Provides a (very minimal) Superfastmatch API wrapper and utilities to export matches/fragments to from Superfastmatch to csv. Also provides utilities to extract transcriptions from Blake Archive object xml (suitable for input for Superfastmatch).
-
tested in python 3.4.3, 3.6.0
-
pip install requests simplejson PyYAML pytest
-
install lxml
-
specify Superfastmatch address in superfast.yaml
As in:
addr: www.example.com # or by IP, e.g.: 127.0.0.1 port: 8080
-
Run tests:
pytest
- Extract transcriptions from xml:
python blake_xml.py
- Export matches/fragments from Superfastmatch:
python blake_superfast.py
import blake_superfast as blake
api = blake.API
api.get(['status']) # calls http://example.com:8080/status
api.get(['document', 1, 89]) # calls http://example.com:8080/document/1/89
# do something to all the documents
for doc in api.documents():
do_something(doc)
# get the first 50 documents
import itertools
docs = itertools.islice(api.documents(), 0, 50)

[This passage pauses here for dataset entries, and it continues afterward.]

use tracing::info;

use crate::cmd::shell_quote;
use crate::error::{DeployError, DeployResult};
use crate::recipe::{proxy, runtime};
use crate::task::{TaskContext, TaskGraph};

const RELEASE_NAME_LEN: usize = 14;

/// Register the `deploy:*` tasks.
pub fn register(graph: &mut TaskGraph) {
    graph.group(
        "deploy",
        "Deploy a new release and restart the application",
        &["deploy:update", "deploy:restart"],
    );

    graph.namespace("deploy", |ns| {
        ns.group(
            "update",
            "Check out a new release and point current at it",
            &["deploy:update_code", "deploy:create_symlink"],
        )
        .group(
            "update_code",
            "Check out a new release and prepare it",
            &["deploy:checkout", "deploy:finalize_update"],
        )
        .task("setup", "Create the release directory layout", setup)
        .task("checkout", "Clone the repository into a new release", checkout)
        .task(
            "finalize_update",
            "Hook point for release preparation",
            |_| Ok(()),
        )
        .task("create_symlink", "Point current at the new release", create_symlink)
        .task("cleanup", "Remove releases beyond keep_releases", cleanup)
        .task("start", "Start the supervised daemon", |ctx| control(ctx, "-u"))
        .task("stop", "Stop the supervised daemon", |ctx| control(ctx, "-d"))
        .task("restart", "Restart the supervised daemon", |ctx| control(ctx, "-du"))
        .task("symlink_shared", "Link shared config into the release", symlink_shared)
        .task("symlink_public", "Publish the release's public directory", symlink_public)
        .task("fix_permissions", "Make release directories world-readable", fix_permissions)
        .namespace("assets", |ns| {
            ns.task("precompile", "Compile assets into the shared asset directory", precompile)
                .task(
                    "fix_permissions",
                    "Make compiled assets world-readable",
                    fix_asset_permissions,
                );
        });
    });
}

fn setup(ctx: &mut TaskContext<'_>) -> DeployResult<()> {
    let deploy_to = ctx.fetch("deploy_to")?;
    let releases = ctx.fetch("releases_path")?;
    let shared = ctx.fetch("shared_path")?;

    ctx.run(&format!(
        "mkdir -p {deploy_to} {releases} {shared} {shared}/config {shared}/assets"
    ))?;
    Ok(())
}

fn checkout(ctx: &mut TaskContext<'_>) -> DeployResult<()> {
    let repository = ctx.fetch("repository")?;
    let branch = ctx.fetch("branch")?;
    let release = ctx.fetch("release_path")?;
    let recursive = if ctx.config.boolean("git_enable_submodules")? {
        " --recursive"
    } else {
        ""
    };

    ctx.run(&format!(
        "git clone -q --depth 1 --branch {branch}{recursive} {repository} {release}"
    ))?;
    ctx.run(&format!("cd {release} && git rev-parse HEAD > REVISION"))?;
    Ok(())
}

fn create_symlink(ctx: &mut TaskContext<'_>) -> DeployResult<()> {
    let release = ctx.fetch("release_path")?;
    let current = ctx.fetch("current_path")?;

    ctx.run(&format!("ln -nfs {release} {current}"))?;
    Ok(())
}

fn cleanup(ctx: &mut TaskContext<'_>) -> DeployResult<()> {
    let keep = ctx.config.integer("keep_releases")?;
    let keep = usize::try_from(keep)
        .ok()
        .filter(|k| *k > 0)
        .ok_or_else(|| DeployError::InvalidSetting {
            key: "keep_releases".into(),
            reason: format!("must be at least 1, found {keep}"),
        })?;
    let releases = ctx.fetch("releases_path")?;

    let listing = ctx.capture(&format!("ls -1 {releases}"))?;
    let old = releases_to_prune(&listing, keep);
    if old.is_empty() {
        info!(keep, "no old releases to remove");
        return Ok(());
    }

    info!(keep, removing = old.len(), "removing old releases");
    let paths: Vec<String> = old
        .iter()
        .map(|r| shell_quote(&format!("{releases}/{r}")))
        .collect();
    ctx.run(&format!("rm -rf {}", paths.join(" ")))?;
    Ok(())
}

/// Release directory names to delete so that only the newest `keep`
/// remain. Release names are timestamps, so they sort by age. Lines
/// that are not release names (ssh or shell noise on stderr) are
/// skipped.
#[must_use]
pub fn releases_to_prune(listing: &str, keep: usize) -> Vec<String> {
    let mut releases: Vec<&str> = listing
        .lines()
        .map(str::trim)
        .filter(|l| is_release_name(l))
        .collect();
    releases.sort_unstable();
    releases.dedup();

    let excess = releases.len().saturating_sub(keep);
    releases[..excess].iter().map(|r| (*r).to_string()).collect()
}

/// `YYYYmmddHHMMSS`, as produced for `release_name`.
fn is_release_name(name: &str) -> bool {
    name.len() == RELEASE_NAME_LEN && name.bytes().all(|b| b.is_ascii_digit())
}

fn control(ctx: &mut TaskContext<'_>, flag: &str) -> DeployResult<()> {
    let service = ctx.fetch("service_link")?;
    ctx.run(&format!("svc {flag} {service}"))?;
    Ok(())
}

fn symlink_shared(ctx: &mut TaskContext<'_>) -> DeployResult<()> {
    let shared = ctx.fetch("shared_path")?;
    let release = ctx.fetch("release_path")?;

    for file in ctx.config.list("linked_files")? {
        ctx.run(&format!("ln -nfs {shared}/{file} {release}/{file}"))?;
    }

    if proxy::kind(ctx.config)? == proxy::ProxyKind::Htaccess {
        ctx.run(&format!(
            "ln -nfs {shared}/config/.htaccess {release}/public/.htaccess"
        ))?;
    }
    Ok(())
}

fn symlink_public(ctx: &mut TaskContext<'_>) -> DeployResult<()> {
    let release = ctx.fetch("release_path")?;
    let public = ctx.fetch("public_path")?;

    ctx.run(&format!("ln -nfs {release}/public {public}"))?;
    ctx.run(&world_readable(&format!("{release}/public"), "d", "755"))?;
    ctx.run(&world_readable(&format!("{release}/public"), "f", "644"))?;
    Ok(())
}

fn fix_permissions(ctx: &mut TaskContext<'_>) -> DeployResult<()> {
    let deploy_to = ctx.fetch("deploy_to")?;
    let release = ctx.fetch("release_path")?;
    let shared = ctx.fetch("shared_path")?;
    let releases = ctx.fetch("releases_path")?;

    ctx.run(&format!(
        "chmod 755 {deploy_to} {release} {shared} {shared}/config {releases}"
    ))?;
    Ok(())
}

fn precompile(ctx: &mut TaskContext<'_>) -> DeployResult<()> {
    let shared = ctx.fetch("shared_path")?;
    let release = ctx.fetch("release_path")?;
    let env = ctx.fetch("rails_env")?;

    ctx.run(&format!("ln -nfs {shared}/assets {release}/public/assets"))?;
    let command = runtime::in_runtime(
        ctx.config,
        &format!("cd {release} && RAILS_ENV={env} bundle exec rake assets:precompile"),
    )?;
    ctx.run(&command)?;
    Ok(())
}

fn fix_asset_permissions(ctx: &mut TaskContext<'_>) -> DeployResult<()> {
    let assets = format!("{}/assets", ctx.fetch("shared_path")?);

    ctx.run(&world_readable(&assets, "d", "755"))?;
    ctx.run(&world_readable(&assets, "f", "644"))?;
    Ok(())
}

/// `chmod` every entry of one `find -type` under `root`.
fn world_readable(root: &str, kind: &str, mode: &str) -> String {
    format!("find {root} -type {kind} -print0 | xargs -0 -r chmod {mode}")
}

#[cfg(test)]
mod tests {
    use super::*;

    #[test]
    fn prune_keeps_newest() {
        let listing = "20240103000000\n20240101000000\n20240104000000\n20240102000000\n";

        assert_eq!(
            releases_to_prune(listing, 2),
            vec!["20240101000000", "20240102000000"]
        );
    }

    #[test]
    fn prune_nothing_when_under_limit() {
        assert!(releases_to_prune("20240101000000\n", 3).is_empty());
        assert!(releases_to_prune("", 3).is_empty());
    }

    #[test]
    fn prune_ignores_blank_lines() {
        assert_eq!(
            releases_to_prune("\n 20240101000000 \n\n20240102000000\n20240103000000\n", 1),
            vec!["20240101000000", "20240102000000"]
        );
    }

    #[test]
    fn prune_skips_stderr_noise() {
        let listing = "20240101000000\n20240102000000\n20240103000000\n\
                       20240104000000\n20240105000000\n\
                       Shared connection to example.org closed.\n\
                       -rf /\nRVM is not a function\n";

        assert_eq!(
            releases_to_prune(listing, 3),
            vec!["20240101000000", "20240102000000"]
        );
    }

    #[test]
    fn release_names_are_timestamps() {
        assert!(is_release_name("20240101000000"));
        assert!(!is_release_name("2024010100000"));
        assert!(!is_release_name("2024010100000x"));
        assert!(!is_release_name("current"));
    }

    #[test]
    fn world_readable_command() {
        assert_eq!(
            world_readable("/srv/shared/assets", "f", "644"),
            "find /srv/shared/assets -type f -print0 | xargs -0 -r chmod 644"
        );
    }
}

# retrieve a doc by doctype and docid
# note that documents may not have static doctype/docids
# if they are removed and re-added to superfastmatch
doc = blake.BlakeDoc(1, 89)
# get a doc from json or json file
doc = blake.BlakeDoc(from_json='data/vda.h.illbk.07.json')
doc.desc_id #=> 'vda.h.illbk.07'
# get a match which relates doc to a matching_doc
match = next(doc.matches())
match.primary_doc #=> 'vda.h.illbk.07'
match.matching_doc #=> 'vda.g.illbk.07'
# each match will contain any/all matching fragments
# between the docs
fragments = list(match.fragments())
fragments[0].text #=> 'and in what houses dwell...'
same_matrix_dict = blake.MatrixRelations('blake-relations.csv').matrices
#=> {
# 'vda.mpi.illbk.03':
# ['bb136.a.spb.20', 'vda.a-proof.illbk.03',
# 'vda.a.illbk.02',...],
# ...
# 'thel.a-proof.05.illbk': ['thel.h.illbk.07']
# }
blake.SuperfastDocmatch.exclusions = same_matrix_dict
# 'vda.h.illbk.07' and 'vda.g.illbk.07' are from the same matrix
match.excluded() #=> True
# python blake_superfast.py [outpath] [exclusions_csv_path]
python blake_superfast.py my_export.csv blake-relations.csv
or
blake.api.export_fragments(
'my_export.csv', matrix_csv_path='blake-relations.csv'
)
Writes a csv like:
doc001,matchdoc001,fragment001
doc001,matchdoc001,fragment002
...
matchdoc001,doc001,fragment001
matchdoc001,doc001,fragment002
XMLObject is Object as in XML plate/page.
import blake_xml
xml_file = blake_xml.BlakeXML('data/vda.h.xml')
# get XML as etree
xml_file.xml #=> <lxml.etree._ElementTree object at 0x00DFFC10>
# get a list of specific objects (i.e. plate/page) from xml
my_objects = xml_file.objects()
obj = my_objects[1]
obj.desc_id #=> 'vda.h.illbk.02'
obj.parent # returns xml_file
Note: Expect text to be cleaned up some. See function for details. (For example, contiguous whitespace may be trimmed to a single space, text may be stripped, "note" nodes/text removed, "space" nodes interpreted as a space.)
# get transcription
obj.text() #=> 'VISIONS\nof\nthe Daughters of\nAlbion\n...'
# write transcription...
# ...to .txt file named after the desc_id
obj.write_text
# ...to arbitrary path
obj.write_text(path='other_file.txt')
Objects with no text will have empty files written.